Saat itu personil berupaya menghentikannya namun tidak berhenti hingga kedua terduga pelaku menabrak kios santan masyarakat dan melarikan diri ke arah jalan pepaya.
Kemudian terhadap kedua terduga pelaku berhasil diamankan didekat mesjid Nurul hijrah dan saat diinterogasi kedua terduga pelaku mengaku telah menjambret gelang emas korban pada hari Selasa (24/5/2022) sekira Pukul 11.00 WIB di jalan Maharaja Indra depan Bank BNI Kecamatan Pangkalan Kerinci Kabupaten Pelalawan.
Selanjutnya, pelaku BPN alias Bagja juga mengakui telah menjual gelang emas milik korban pada hari Kamis (26/5/2022), kepada Brother yang dikenalnya melalui media sosial Facebook.

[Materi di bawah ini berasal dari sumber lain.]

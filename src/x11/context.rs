//! Shared X11 state: connection, atoms, ARGB visual and window helpers

use anyhow::{Context, Result};
use std::sync::Arc;
use tracing::{debug, error, info, warn};
use x11rb::connection::Connection;
use x11rb::protocol::randr::ConnectionExt as RandrExt;
use x11rb::protocol::render::{ConnectionExt as RenderExt, Pictformat};
use x11rb::protocol::xfixes::ConnectionExt as XFixesExt;
use x11rb::protocol::xproto::*;
use x11rb::rust_connection::RustConnection;
use x11rb::wrapper::ConnectionExt as WrapperExt;

use crate::constants::x11;
use crate::font::FontRenderer;
use crate::region::Region;

/// Pre-cached X11 atoms to avoid repeated roundtrips
#[derive(Debug)]
pub struct CachedAtoms {
    pub net_wm_state: Atom,
    pub net_wm_state_above: Atom,
    pub net_wm_window_opacity: Atom,
    pub blur_behind_region: Atom,
    /// `_NET_WM_CM_S{screen}`: owned by the running compositing manager
    pub compositor_selection: Atom,
    pub wake: Atom,
}

fn intern(conn: &RustConnection, name: &[u8]) -> Result<Atom> {
    let label = String::from_utf8_lossy(name);
    Ok(conn
        .intern_atom(false, name)
        .context(format!("Failed to intern {} atom", label))?
        .reply()
        .context(format!("Failed to get reply for {} atom", label))?
        .atom)
}

impl CachedAtoms {
    pub fn new(conn: &RustConnection, screen_num: usize) -> Result<Self> {
        Ok(Self {
            net_wm_state: intern(conn, b"_NET_WM_STATE")?,
            net_wm_state_above: intern(conn, b"_NET_WM_STATE_ABOVE")?,
            net_wm_window_opacity: intern(conn, b"_NET_WM_WINDOW_OPACITY")?,
            blur_behind_region: intern(conn, x11::BLUR_BEHIND_PROPERTY)?,
            compositor_selection: intern(conn, format!("_NET_WM_CM_S{}", screen_num).as_bytes())?,
            wake: intern(conn, x11::WAKE_ATOM)?,
        })
    }
}

/// 32-bit TrueColor visual with the colormap and RENDER format that go with it
#[derive(Debug, Clone, Copy)]
pub struct ArgbVisual {
    pub visual: Visualid,
    pub colormap: Colormap,
    pub pictformat: Pictformat,
}

pub fn get_pictformat(conn: &RustConnection, depth: u8, alpha: bool) -> Result<Pictformat> {
    conn.render_query_pict_formats()
        .context("Failed to query RENDER picture formats")?
        .reply()
        .context("Failed to get reply for RENDER picture formats query")?
        .formats
        .iter()
        .find(|format| format.depth == depth && (format.direct.alpha_mask != 0) == alpha)
        .map(|format| {
            debug!(depth, alpha_mask = format.direct.alpha_mask, "Using Pictformat");
            format.id
        })
        .with_context(|| format!(
            "Could not find suitable picture format (depth={}, alpha={}). Check RENDER extension support.",
            depth, alpha
        ))
}

/// Everything the platform windows borrow while they live
pub struct X11Context {
    pub conn: Arc<RustConnection>,
    pub screen_num: usize,
    pub root: Window,
    pub atoms: CachedAtoms,
    pub argb: ArgbVisual,
    pub cursor_font: Font,
    pub escape_keycodes: Vec<Keycode>,
    /// None when no TrueType font could be loaded; menus use the core font
    pub font: Option<FontRenderer>,
}

impl X11Context {
    pub fn new(conn: Arc<RustConnection>, screen_num: usize) -> Result<Self> {
        let screen = conn
            .setup()
            .roots
            .get(screen_num)
            .with_context(|| format!("Screen {} not present in X11 setup", screen_num))?;
        let root = screen.root;

        conn.xfixes_query_version(5, 0)
            .context("Failed to query XFixes version")?
            .reply()
            .context("XFixes extension unavailable")?;
        conn.render_query_version(0, 11)
            .context("Failed to query RENDER version")?
            .reply()
            .context("RENDER extension unavailable")?;

        let atoms = CachedAtoms::new(&conn, screen_num)?;
        let argb = Self::find_argb_visual(&conn, screen)?;

        let cursor_font = conn.generate_id()
            .context("Failed to generate ID for cursor font")?;
        conn.open_font(cursor_font, b"cursor")
            .context("Failed to open cursor font")?;

        let escape_keycodes = super::events::escape_keycodes(&conn)
            .inspect_err(|e| warn!(error = ?e, "Failed to look up Escape keycodes"))
            .unwrap_or_default();

        let font = FontRenderer::from_system_font(crate::constants::menu::FONT_SIZE)
            .inspect_err(|e| warn!(error = ?e, "TrueType menu font unavailable"))
            .ok();

        info!(
            screen = screen_num,
            width = screen.width_in_pixels,
            height = screen.height_in_pixels,
            visual = argb.visual,
            "X11 context ready"
        );

        Ok(Self {
            conn,
            screen_num,
            root,
            atoms,
            argb,
            cursor_font,
            escape_keycodes,
            font,
        })
    }

    fn find_argb_visual(conn: &RustConnection, screen: &Screen) -> Result<ArgbVisual> {
        let visual = screen
            .allowed_depths
            .iter()
            .filter(|depth| depth.depth == x11::ARGB_DEPTH)
            .flat_map(|depth| depth.visuals.iter())
            .find(|visual| visual.class == VisualClass::TRUE_COLOR)
            .map(|visual| visual.visual_id)
            .context("No 32-bit TrueColor visual; translucent windows need an ARGB visual")?;

        let colormap = conn.generate_id()
            .context("Failed to generate ID for ARGB colormap")?;
        conn.create_colormap(ColormapAlloc::NONE, colormap, screen.root, visual)
            .context("Failed to create ARGB colormap")?;

        let pictformat = get_pictformat(conn, x11::ARGB_DEPTH, true)
            .context("Failed to get ARGB picture format")?;

        Ok(ArgbVisual { visual, colormap, pictformat })
    }

    pub fn screen(&self) -> &Screen {
        &self.conn.setup().roots[self.screen_num]
    }

    /// Geometry of the primary monitor, or of the whole root window when
    /// RandR cannot tell
    pub fn primary_monitor(&self) -> Region {
        let screen = self.screen();
        let fallback = Region::new(0, 0, screen.width_in_pixels as i32, screen.height_in_pixels as i32);

        let monitors = match self.conn.randr_get_monitors(self.root, true).map(|cookie| cookie.reply()) {
            Ok(Ok(reply)) => reply.monitors,
            Ok(Err(e)) => {
                debug!(error = ?e, "RandR monitor query failed, using root window");
                return fallback;
            }
            Err(e) => {
                debug!(error = ?e, "RandR unavailable, using root window");
                return fallback;
            }
        };

        monitors
            .iter()
            .find(|monitor| monitor.primary)
            .or_else(|| monitors.first())
            .map(|monitor| Region::new(monitor.x as i32, monitor.y as i32, monitor.width as i32, monitor.height as i32))
            .filter(|region| !region.is_empty())
            .unwrap_or(fallback)
    }

    /// Whether a compositing manager currently owns `_NET_WM_CM_Sn`
    pub fn compositor_running(&self) -> Result<bool> {
        let owner = self.conn
            .get_selection_owner(self.atoms.compositor_selection)
            .context("Failed to query compositing manager selection")?
            .reply()
            .context("Failed to get reply for compositing manager selection")?
            .owner;
        Ok(owner != x11rb::NONE)
    }

    pub fn create_cursor(&self, glyph: u16) -> Result<Cursor> {
        let cursor = self.conn.generate_id()
            .context("Failed to generate ID for cursor")?;
        self.conn.create_glyph_cursor(
            cursor,
            self.cursor_font,
            self.cursor_font,
            glyph,
            glyph + 1,
            0,
            0,
            0,
            0xffff,
            0xffff,
            0xffff,
        )
        .context(format!("Failed to create cursor from glyph {}", glyph))?;
        Ok(cursor)
    }

    /// Create an unmapped, override-redirect ARGB window.
    /// `background` is a premultiplied ARGB pixel.
    pub fn create_argb_window(
        &self,
        region: Region,
        background: u32,
        event_mask: EventMask,
        cursor: Option<Cursor>,
    ) -> Result<Window> {
        let (x, y, width, height) = wire_geometry(region);
        let window = self.conn.generate_id()
            .context("Failed to generate X11 window ID")?;
        self.conn.create_window(
            x11::ARGB_DEPTH,
            window,
            self.root,
            x,
            y,
            width,
            height,
            0,
            WindowClass::INPUT_OUTPUT,
            self.argb.visual,
            &CreateWindowAux::new()
                .background_pixel(background)
                .border_pixel(0)
                .colormap(self.argb.colormap)
                .override_redirect(x11::OVERRIDE_REDIRECT)
                .event_mask(event_mask)
                .cursor(cursor),
        )
        .context(format!("Failed to create window at {}", region))?;

        self.conn.change_property8(
            PropMode::REPLACE,
            window,
            AtomEnum::WM_CLASS,
            AtomEnum::STRING,
            x11::WM_CLASS,
        )
        .context(format!("Failed to set WM_CLASS on window {}", window))?;

        Ok(window)
    }

    pub fn set_geometry(&self, window: Window, region: Region) -> Result<()> {
        let (x, y, width, height) = wire_geometry(region);
        self.conn.configure_window(
            window,
            &ConfigureWindowAux::new()
                .x(x as i32)
                .y(y as i32)
                .width(width as u32)
                .height(height as u32),
        )
        .context(format!("Failed to move window {} to {}", window, region))?;
        Ok(())
    }

    /// Advertise `_NET_WM_STATE_ABOVE` and raise the window when enabled
    pub fn set_always_on_top(&self, window: Window, enabled: bool) -> Result<()> {
        let state: &[Atom] = if enabled { &[self.atoms.net_wm_state_above] } else { &[] };
        self.conn.change_property32(
            PropMode::REPLACE,
            window,
            self.atoms.net_wm_state,
            AtomEnum::ATOM,
            state,
        )
        .context(format!("Failed to set always-on-top on window {}", window))?;
        if enabled {
            self.raise(window)?;
        }
        Ok(())
    }

    pub fn raise(&self, window: Window) -> Result<()> {
        self.conn.configure_window(window, &ConfigureWindowAux::new().stack_mode(StackMode::ABOVE))
            .context(format!("Failed to raise window {}", window))?;
        Ok(())
    }

    pub fn set_opacity(&self, window: Window, opacity: u32) -> Result<()> {
        self.conn.change_property32(
            PropMode::REPLACE,
            window,
            self.atoms.net_wm_window_opacity,
            AtomEnum::CARDINAL,
            &[opacity],
        )
        .context(format!("Failed to set opacity on window {}", window))?;
        Ok(())
    }

    pub fn map(&self, window: Window) -> Result<()> {
        self.conn.map_window(window)
            .context(format!("Failed to map window {}", window))?;
        self.conn.flush()
            .context("Failed to flush X11 connection after map")?;
        Ok(())
    }

    /// Destroy a window and log, never fail; used from `Drop`
    pub fn destroy(&self, window: Window) {
        if let Err(e) = self.conn.destroy_window(window) {
            error!(window, error = %e, "Failed to destroy window");
        }
        if let Err(e) = self.conn.flush() {
            error!(error = %e, "Failed to flush X11 connection during cleanup");
        }
    }
}

impl Drop for X11Context {
    fn drop(&mut self) {
        if let Err(e) = self.conn.close_font(self.cursor_font) {
            error!(font = self.cursor_font, error = %e, "Failed to close cursor font");
        }
        if let Err(e) = self.conn.free_colormap(self.argb.colormap) {
            error!(colormap = self.argb.colormap, error = %e, "Failed to free ARGB colormap");
        }
        let _ = self.conn.flush();
    }
}

/// Destroys a freshly created window unless initialization completes
pub struct WindowGuard<'a> {
    ctx: &'a X11Context,
    window: Window,
    armed: bool,
}

impl<'a> WindowGuard<'a> {
    pub fn new(ctx: &'a X11Context, window: Window) -> Self {
        Self { ctx, window, armed: true }
    }

    pub fn disarm(mut self) -> Window {
        self.armed = false;
        self.window
    }
}

impl Drop for WindowGuard<'_> {
    fn drop(&mut self) {
        if self.armed {
            warn!(window = self.window, "Destroying window after failed initialization");
            self.ctx.destroy(self.window);
        }
    }
}

/// Region in the integer widths the core protocol uses
pub fn wire_geometry(region: Region) -> (i16, i16, u16, u16) {
    let clamp_pos = |v: i32| v.clamp(i16::MIN as i32, i16::MAX as i32) as i16;
    let clamp_len = |v: i32| v.clamp(1, u16::MAX as i32) as u16;
    (clamp_pos(region.x), clamp_pos(region.y), clamp_len(region.width), clamp_len(region.height))
}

Lalu gelang emas itu, berhasil terjual seharga Rp 14.000.000,-(empat belas juta rupiah). Setelah melakukan transaksi penjualan di Pinggir Jalan Subrantas Kecamatan Tampan kota Pekanbaru, hasil penjualan itu mereka bagi 2 dan masing-masing mendapatkan hasil Rp 7.000.000,-
Tidak hanya sampai disitu, pada hari Jum’at (3/6/2022) Kanit Reskrim Polsek Pangkalan Kerinci AKP Budi Indra, S.E,.M.H bersama anggota melakukan penyelidikan terkait keberadaan Brother di Pekanbaru.
Kemudian dilakukan pemancingan jual beli emas dengan Brother dan menolak untuk bertemu, dengan alasan sudah malam dan tetap dilakukan pencarian.
Diketahui pelaku sedang berada di kamar Kosan di Jundul, Lalu pada hari Sabtu (4/6/2022) Brother langsung diamankan dan setelah dipertemukan dengan terduga pelaku dan mengakui telah membeli emas dari pelaku Bagja.
Dari pemeriksaan pelaku Brother ditemukan barang bukti, 1 Unit timbangan digital merk Pocket Scale dan 3 unit hp android.
“Kemudian terhadap ketiga pelaku dan barang bukti dibawa kembali ke Polsek pkl kerinci guna mempertanggungjawabkan perbuatannya,” tandas Kapolsek.